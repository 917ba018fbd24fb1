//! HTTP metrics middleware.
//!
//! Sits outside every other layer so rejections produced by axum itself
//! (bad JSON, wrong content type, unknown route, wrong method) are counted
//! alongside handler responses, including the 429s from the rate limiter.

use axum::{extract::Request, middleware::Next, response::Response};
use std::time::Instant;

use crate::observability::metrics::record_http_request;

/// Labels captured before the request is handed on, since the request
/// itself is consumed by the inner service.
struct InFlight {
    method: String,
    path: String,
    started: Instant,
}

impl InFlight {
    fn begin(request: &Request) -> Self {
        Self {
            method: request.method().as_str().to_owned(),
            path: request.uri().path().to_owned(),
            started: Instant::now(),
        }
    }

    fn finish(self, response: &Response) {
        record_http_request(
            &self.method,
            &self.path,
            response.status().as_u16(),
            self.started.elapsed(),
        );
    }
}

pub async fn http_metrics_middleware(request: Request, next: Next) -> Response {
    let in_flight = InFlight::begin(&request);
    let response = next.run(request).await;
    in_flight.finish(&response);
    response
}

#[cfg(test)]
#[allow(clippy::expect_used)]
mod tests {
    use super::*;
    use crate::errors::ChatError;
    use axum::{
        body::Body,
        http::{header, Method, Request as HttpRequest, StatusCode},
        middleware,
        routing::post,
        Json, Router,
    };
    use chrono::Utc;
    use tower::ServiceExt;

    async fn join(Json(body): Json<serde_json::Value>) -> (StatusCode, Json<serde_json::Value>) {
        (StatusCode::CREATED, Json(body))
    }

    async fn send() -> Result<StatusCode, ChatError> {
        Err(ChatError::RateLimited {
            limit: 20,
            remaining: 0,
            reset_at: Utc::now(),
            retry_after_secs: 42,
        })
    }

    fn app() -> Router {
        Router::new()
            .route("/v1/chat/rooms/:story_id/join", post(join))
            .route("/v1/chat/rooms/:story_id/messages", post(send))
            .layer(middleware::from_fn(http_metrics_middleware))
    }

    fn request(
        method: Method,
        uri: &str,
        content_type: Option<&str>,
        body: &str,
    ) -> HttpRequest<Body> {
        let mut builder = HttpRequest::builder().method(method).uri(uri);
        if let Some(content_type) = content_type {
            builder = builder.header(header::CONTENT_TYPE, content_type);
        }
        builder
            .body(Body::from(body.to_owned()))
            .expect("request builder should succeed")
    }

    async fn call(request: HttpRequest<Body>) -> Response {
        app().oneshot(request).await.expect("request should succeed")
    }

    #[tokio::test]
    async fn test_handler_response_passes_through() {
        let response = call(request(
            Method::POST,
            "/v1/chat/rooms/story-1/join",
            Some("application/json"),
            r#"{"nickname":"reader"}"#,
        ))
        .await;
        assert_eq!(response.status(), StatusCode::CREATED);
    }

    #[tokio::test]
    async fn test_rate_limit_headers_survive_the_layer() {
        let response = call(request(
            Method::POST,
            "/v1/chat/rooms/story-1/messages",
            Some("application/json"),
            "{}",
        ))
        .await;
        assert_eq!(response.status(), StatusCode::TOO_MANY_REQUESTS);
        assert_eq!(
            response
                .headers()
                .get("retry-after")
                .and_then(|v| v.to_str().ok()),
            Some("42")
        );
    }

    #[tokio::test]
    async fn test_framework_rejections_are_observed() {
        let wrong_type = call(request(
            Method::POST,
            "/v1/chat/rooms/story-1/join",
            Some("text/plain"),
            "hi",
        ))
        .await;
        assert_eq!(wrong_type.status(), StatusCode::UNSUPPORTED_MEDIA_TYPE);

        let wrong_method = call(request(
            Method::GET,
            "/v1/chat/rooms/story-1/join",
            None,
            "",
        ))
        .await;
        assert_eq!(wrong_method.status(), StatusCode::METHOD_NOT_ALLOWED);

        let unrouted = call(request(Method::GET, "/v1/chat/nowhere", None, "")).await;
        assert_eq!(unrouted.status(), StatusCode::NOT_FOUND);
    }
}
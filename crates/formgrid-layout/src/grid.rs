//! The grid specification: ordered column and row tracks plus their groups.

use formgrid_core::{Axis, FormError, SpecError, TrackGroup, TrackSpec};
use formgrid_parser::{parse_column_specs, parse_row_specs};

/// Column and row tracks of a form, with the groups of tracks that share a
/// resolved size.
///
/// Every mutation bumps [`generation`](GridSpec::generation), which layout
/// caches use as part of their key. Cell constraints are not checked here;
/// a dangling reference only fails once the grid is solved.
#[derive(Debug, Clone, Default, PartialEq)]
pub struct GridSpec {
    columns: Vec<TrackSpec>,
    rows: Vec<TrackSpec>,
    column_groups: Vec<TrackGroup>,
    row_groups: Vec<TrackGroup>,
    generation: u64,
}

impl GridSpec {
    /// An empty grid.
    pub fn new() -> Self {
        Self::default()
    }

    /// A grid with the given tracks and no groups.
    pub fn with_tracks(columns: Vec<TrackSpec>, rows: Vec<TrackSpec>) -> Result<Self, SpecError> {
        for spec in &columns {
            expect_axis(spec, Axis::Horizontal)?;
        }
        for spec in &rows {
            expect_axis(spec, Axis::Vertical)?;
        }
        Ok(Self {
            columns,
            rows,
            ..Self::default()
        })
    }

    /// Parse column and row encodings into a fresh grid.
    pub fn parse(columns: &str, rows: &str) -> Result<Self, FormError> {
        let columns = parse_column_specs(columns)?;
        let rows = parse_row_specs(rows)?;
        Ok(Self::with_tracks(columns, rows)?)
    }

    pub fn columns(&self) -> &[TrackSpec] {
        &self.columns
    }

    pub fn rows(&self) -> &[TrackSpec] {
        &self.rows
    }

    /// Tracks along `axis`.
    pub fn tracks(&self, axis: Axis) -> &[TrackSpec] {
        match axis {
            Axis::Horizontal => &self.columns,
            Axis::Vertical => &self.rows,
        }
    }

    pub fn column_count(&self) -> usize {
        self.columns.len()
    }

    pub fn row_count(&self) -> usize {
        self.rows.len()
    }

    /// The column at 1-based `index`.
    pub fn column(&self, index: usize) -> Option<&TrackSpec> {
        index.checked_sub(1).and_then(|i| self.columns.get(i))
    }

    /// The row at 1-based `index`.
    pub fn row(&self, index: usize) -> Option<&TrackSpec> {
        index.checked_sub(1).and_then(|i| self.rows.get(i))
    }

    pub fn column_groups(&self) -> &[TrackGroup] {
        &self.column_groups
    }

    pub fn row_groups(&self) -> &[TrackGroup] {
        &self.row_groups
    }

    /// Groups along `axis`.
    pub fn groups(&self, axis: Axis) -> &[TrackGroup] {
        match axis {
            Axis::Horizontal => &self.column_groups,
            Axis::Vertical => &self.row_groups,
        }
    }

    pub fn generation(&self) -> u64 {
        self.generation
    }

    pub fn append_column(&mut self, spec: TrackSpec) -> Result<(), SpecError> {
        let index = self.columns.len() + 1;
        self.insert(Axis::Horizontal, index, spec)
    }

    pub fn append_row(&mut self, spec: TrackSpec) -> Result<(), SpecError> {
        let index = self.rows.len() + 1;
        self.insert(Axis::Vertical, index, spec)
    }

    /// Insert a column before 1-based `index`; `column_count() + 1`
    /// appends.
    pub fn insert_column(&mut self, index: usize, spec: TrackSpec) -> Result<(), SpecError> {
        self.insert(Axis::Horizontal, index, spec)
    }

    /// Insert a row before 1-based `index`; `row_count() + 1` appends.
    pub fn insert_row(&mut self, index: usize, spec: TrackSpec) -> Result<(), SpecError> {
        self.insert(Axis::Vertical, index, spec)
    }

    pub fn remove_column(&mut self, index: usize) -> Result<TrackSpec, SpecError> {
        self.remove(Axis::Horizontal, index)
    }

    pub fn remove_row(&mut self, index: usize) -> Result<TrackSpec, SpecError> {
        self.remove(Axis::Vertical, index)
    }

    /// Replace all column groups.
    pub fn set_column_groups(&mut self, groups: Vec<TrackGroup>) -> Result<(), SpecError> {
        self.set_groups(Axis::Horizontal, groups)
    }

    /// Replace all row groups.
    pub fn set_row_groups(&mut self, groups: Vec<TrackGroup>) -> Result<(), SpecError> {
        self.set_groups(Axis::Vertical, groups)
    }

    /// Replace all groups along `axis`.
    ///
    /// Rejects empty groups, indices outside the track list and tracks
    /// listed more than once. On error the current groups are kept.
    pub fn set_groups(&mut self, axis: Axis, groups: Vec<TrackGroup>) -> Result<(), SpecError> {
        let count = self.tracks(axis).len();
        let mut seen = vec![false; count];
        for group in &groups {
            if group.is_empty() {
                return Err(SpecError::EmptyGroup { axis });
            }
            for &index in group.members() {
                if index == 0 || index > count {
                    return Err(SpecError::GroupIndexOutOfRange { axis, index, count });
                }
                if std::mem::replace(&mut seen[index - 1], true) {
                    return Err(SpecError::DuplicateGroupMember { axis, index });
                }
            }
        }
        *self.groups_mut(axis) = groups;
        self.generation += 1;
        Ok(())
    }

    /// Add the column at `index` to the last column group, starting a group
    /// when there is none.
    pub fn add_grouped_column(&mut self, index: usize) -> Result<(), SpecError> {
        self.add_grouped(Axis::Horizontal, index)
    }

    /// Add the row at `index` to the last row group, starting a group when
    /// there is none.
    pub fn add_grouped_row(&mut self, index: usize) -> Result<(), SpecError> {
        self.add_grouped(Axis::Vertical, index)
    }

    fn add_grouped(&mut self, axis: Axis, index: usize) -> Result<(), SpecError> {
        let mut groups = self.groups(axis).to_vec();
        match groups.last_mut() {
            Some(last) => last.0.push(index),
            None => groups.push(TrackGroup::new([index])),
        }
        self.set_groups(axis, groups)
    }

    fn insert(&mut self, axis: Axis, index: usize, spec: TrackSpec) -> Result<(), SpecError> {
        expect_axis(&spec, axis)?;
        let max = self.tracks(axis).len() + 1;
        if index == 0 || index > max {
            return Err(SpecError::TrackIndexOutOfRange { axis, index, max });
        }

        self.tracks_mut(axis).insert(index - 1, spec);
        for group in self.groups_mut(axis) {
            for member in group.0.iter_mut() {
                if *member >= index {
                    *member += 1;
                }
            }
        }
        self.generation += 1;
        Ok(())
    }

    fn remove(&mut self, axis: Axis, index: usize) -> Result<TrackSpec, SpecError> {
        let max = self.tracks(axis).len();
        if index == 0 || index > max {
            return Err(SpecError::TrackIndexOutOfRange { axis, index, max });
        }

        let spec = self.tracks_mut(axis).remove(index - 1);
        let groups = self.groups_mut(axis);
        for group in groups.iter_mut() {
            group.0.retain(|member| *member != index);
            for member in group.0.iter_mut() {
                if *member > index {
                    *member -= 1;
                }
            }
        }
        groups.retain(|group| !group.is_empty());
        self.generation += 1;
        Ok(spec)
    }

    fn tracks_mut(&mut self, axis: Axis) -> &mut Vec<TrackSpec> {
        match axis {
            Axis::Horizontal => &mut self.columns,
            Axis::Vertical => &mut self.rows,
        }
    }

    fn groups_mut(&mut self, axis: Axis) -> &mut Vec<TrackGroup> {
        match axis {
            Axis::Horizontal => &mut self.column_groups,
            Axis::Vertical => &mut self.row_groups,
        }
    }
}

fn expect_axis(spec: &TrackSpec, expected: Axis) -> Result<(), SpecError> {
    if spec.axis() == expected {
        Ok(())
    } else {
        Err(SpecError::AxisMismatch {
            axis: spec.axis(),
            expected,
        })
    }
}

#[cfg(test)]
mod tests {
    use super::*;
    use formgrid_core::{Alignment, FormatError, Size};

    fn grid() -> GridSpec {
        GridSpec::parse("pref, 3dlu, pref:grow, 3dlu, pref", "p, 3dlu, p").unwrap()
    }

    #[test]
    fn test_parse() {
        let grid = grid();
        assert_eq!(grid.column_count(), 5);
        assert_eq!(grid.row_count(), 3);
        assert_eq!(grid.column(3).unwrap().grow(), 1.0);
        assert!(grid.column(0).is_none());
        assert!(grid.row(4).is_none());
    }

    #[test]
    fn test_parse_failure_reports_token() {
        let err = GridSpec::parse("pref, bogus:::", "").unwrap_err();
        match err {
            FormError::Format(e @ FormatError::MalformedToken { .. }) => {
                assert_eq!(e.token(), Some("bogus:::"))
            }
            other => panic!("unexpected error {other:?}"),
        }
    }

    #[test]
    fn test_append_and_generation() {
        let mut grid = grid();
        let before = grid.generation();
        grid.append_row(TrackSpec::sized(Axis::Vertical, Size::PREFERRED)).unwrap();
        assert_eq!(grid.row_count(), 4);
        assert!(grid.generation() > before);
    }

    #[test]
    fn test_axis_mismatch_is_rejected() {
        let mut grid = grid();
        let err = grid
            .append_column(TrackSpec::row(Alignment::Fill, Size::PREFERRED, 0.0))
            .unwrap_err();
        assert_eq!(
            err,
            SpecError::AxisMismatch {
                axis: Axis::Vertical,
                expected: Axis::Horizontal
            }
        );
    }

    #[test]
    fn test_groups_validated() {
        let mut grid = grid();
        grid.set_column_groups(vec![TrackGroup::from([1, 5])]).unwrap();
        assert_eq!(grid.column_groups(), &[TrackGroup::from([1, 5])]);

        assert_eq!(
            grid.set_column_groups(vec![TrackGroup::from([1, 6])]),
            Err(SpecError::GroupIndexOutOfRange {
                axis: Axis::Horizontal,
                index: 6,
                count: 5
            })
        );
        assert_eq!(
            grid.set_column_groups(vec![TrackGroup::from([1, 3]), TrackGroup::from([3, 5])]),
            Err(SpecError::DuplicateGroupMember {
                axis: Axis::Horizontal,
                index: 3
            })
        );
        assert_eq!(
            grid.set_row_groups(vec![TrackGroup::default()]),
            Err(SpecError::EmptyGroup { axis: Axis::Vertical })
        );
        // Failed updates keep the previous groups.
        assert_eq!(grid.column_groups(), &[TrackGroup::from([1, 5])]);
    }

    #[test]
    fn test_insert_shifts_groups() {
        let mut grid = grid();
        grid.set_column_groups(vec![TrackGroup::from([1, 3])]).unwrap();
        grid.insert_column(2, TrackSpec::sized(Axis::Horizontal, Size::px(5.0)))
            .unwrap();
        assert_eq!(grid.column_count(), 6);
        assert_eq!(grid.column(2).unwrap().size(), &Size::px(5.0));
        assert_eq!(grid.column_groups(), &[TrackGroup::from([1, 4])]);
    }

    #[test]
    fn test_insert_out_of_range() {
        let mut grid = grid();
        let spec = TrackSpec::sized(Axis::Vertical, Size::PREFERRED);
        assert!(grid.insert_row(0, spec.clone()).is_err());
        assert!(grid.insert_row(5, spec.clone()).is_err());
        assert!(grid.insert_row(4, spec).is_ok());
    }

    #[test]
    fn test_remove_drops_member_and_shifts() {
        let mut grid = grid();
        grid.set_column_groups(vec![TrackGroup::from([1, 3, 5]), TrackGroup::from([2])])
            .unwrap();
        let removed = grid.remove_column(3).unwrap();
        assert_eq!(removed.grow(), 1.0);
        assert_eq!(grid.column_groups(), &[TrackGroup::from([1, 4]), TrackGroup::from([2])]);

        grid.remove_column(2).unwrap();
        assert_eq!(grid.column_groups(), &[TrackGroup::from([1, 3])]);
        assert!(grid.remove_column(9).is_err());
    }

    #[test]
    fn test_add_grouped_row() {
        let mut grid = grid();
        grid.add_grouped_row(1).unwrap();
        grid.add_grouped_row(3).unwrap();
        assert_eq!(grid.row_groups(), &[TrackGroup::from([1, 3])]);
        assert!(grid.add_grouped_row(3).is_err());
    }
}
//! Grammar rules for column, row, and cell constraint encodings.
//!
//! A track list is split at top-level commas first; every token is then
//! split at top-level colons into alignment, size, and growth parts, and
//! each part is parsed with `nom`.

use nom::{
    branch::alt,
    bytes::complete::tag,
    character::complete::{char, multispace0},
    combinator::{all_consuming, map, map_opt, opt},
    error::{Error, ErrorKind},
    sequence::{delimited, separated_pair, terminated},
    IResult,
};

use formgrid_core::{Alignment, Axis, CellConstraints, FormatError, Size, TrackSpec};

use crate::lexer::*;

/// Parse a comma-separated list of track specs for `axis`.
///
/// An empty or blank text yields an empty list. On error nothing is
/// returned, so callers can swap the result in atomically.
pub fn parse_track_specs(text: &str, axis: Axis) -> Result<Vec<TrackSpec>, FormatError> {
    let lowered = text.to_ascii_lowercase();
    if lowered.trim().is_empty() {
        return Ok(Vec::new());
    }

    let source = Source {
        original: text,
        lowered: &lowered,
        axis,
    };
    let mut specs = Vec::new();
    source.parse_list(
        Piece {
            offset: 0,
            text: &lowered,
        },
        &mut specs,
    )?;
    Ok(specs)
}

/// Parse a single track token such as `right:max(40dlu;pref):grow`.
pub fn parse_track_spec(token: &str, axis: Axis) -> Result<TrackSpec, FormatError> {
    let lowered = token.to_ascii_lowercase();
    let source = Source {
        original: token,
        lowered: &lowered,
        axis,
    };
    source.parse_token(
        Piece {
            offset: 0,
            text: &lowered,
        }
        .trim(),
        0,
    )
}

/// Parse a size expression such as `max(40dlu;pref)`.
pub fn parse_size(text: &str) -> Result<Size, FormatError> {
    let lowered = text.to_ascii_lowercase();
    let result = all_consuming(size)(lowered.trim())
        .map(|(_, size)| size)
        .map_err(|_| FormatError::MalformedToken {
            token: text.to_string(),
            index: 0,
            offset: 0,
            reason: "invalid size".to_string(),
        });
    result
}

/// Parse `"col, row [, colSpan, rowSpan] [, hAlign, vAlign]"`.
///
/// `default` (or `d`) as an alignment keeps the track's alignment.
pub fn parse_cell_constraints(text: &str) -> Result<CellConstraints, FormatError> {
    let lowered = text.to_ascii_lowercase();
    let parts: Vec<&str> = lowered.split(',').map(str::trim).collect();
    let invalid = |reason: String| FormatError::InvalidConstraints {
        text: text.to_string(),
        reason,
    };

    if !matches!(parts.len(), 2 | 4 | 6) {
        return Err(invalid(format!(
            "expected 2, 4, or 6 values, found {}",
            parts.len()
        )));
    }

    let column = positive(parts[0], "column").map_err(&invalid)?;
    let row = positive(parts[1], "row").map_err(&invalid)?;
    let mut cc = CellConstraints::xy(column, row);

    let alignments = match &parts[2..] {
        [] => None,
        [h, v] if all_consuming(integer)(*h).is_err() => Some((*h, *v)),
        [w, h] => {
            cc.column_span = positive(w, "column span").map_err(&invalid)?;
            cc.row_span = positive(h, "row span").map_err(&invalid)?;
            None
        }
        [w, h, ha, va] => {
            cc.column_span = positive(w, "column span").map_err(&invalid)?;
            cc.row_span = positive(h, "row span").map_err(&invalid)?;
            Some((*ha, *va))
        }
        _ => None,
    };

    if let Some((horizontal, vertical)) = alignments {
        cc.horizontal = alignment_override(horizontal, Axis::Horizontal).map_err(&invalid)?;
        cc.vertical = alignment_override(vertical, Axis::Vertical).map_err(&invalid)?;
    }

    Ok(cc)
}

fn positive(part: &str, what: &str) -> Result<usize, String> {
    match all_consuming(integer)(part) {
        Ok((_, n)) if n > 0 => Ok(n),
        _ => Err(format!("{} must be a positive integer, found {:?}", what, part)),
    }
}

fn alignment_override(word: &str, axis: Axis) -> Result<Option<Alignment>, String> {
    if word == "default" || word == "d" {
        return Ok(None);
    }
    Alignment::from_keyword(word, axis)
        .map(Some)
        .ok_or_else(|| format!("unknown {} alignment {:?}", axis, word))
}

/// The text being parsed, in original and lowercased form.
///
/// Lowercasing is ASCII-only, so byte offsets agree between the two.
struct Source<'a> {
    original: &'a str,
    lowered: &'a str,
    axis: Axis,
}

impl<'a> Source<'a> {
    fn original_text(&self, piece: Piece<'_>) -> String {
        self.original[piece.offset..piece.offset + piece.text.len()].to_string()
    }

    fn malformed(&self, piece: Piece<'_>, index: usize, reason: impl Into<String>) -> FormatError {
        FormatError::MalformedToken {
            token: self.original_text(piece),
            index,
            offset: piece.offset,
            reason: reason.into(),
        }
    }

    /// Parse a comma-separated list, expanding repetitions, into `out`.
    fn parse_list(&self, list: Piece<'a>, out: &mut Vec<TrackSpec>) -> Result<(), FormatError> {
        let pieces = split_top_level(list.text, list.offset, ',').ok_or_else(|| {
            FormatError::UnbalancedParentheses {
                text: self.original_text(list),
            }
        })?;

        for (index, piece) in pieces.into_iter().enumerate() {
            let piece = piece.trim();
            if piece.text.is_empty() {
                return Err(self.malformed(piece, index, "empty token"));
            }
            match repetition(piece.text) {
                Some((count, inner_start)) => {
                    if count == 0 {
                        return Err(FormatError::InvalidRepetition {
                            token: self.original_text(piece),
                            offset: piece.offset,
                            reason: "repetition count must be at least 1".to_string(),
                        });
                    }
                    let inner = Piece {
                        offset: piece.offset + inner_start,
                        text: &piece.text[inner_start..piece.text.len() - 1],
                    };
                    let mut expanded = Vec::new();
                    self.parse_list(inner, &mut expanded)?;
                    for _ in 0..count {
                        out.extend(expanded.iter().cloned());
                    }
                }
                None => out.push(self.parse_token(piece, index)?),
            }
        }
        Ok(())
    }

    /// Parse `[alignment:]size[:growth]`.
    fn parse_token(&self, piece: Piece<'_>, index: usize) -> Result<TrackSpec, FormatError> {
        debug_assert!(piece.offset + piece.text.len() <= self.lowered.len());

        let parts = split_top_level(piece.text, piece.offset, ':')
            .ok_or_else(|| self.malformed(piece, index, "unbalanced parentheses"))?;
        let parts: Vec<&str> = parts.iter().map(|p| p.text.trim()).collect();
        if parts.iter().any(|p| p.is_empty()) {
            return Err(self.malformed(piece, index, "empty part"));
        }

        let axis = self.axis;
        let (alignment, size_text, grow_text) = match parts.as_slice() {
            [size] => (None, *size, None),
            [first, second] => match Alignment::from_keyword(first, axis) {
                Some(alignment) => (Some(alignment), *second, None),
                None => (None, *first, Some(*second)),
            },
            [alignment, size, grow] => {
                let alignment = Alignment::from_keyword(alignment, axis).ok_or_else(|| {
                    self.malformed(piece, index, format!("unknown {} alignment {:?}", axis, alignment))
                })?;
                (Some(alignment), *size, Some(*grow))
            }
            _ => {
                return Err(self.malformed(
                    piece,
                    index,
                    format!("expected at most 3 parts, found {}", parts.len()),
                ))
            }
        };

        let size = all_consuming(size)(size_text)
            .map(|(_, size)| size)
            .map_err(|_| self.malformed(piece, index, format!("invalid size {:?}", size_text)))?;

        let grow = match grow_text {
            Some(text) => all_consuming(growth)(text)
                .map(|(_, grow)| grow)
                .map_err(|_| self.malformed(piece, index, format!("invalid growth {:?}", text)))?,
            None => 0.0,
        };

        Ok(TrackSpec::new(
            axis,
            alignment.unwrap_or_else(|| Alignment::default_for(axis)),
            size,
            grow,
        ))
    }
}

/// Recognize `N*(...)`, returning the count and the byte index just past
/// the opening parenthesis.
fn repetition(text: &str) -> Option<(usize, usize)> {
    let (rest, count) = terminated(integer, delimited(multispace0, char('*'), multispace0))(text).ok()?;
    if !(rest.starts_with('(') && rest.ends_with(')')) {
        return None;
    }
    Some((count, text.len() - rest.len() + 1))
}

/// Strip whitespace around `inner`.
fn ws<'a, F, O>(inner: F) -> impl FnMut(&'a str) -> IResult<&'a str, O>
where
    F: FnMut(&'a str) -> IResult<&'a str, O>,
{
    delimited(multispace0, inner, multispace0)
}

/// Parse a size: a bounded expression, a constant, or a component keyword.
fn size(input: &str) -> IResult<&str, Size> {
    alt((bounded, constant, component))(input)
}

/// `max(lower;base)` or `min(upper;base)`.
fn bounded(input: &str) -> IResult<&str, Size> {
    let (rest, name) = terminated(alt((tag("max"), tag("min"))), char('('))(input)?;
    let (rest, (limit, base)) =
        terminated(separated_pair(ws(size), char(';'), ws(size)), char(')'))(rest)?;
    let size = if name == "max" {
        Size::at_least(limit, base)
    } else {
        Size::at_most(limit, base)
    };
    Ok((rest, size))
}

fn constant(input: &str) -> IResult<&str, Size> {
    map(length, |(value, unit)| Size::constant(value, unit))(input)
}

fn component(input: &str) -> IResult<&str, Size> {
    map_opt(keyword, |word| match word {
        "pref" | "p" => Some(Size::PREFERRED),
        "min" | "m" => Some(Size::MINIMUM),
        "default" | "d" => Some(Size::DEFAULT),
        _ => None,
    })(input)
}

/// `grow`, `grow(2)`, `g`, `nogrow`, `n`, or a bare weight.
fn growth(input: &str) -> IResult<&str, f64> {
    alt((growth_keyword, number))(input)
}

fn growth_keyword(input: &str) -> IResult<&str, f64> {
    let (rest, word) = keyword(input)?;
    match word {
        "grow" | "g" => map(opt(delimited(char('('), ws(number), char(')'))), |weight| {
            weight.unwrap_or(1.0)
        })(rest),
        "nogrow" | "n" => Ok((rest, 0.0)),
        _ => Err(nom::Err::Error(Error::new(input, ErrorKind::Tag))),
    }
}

REQUIRED ACTION -
The lines in the records above that include the word "appends" must be copied out.

ANSWER SECTION -
    /// appends.
    /// Insert a row before 1-based `index`; `row_count() + 1` appends.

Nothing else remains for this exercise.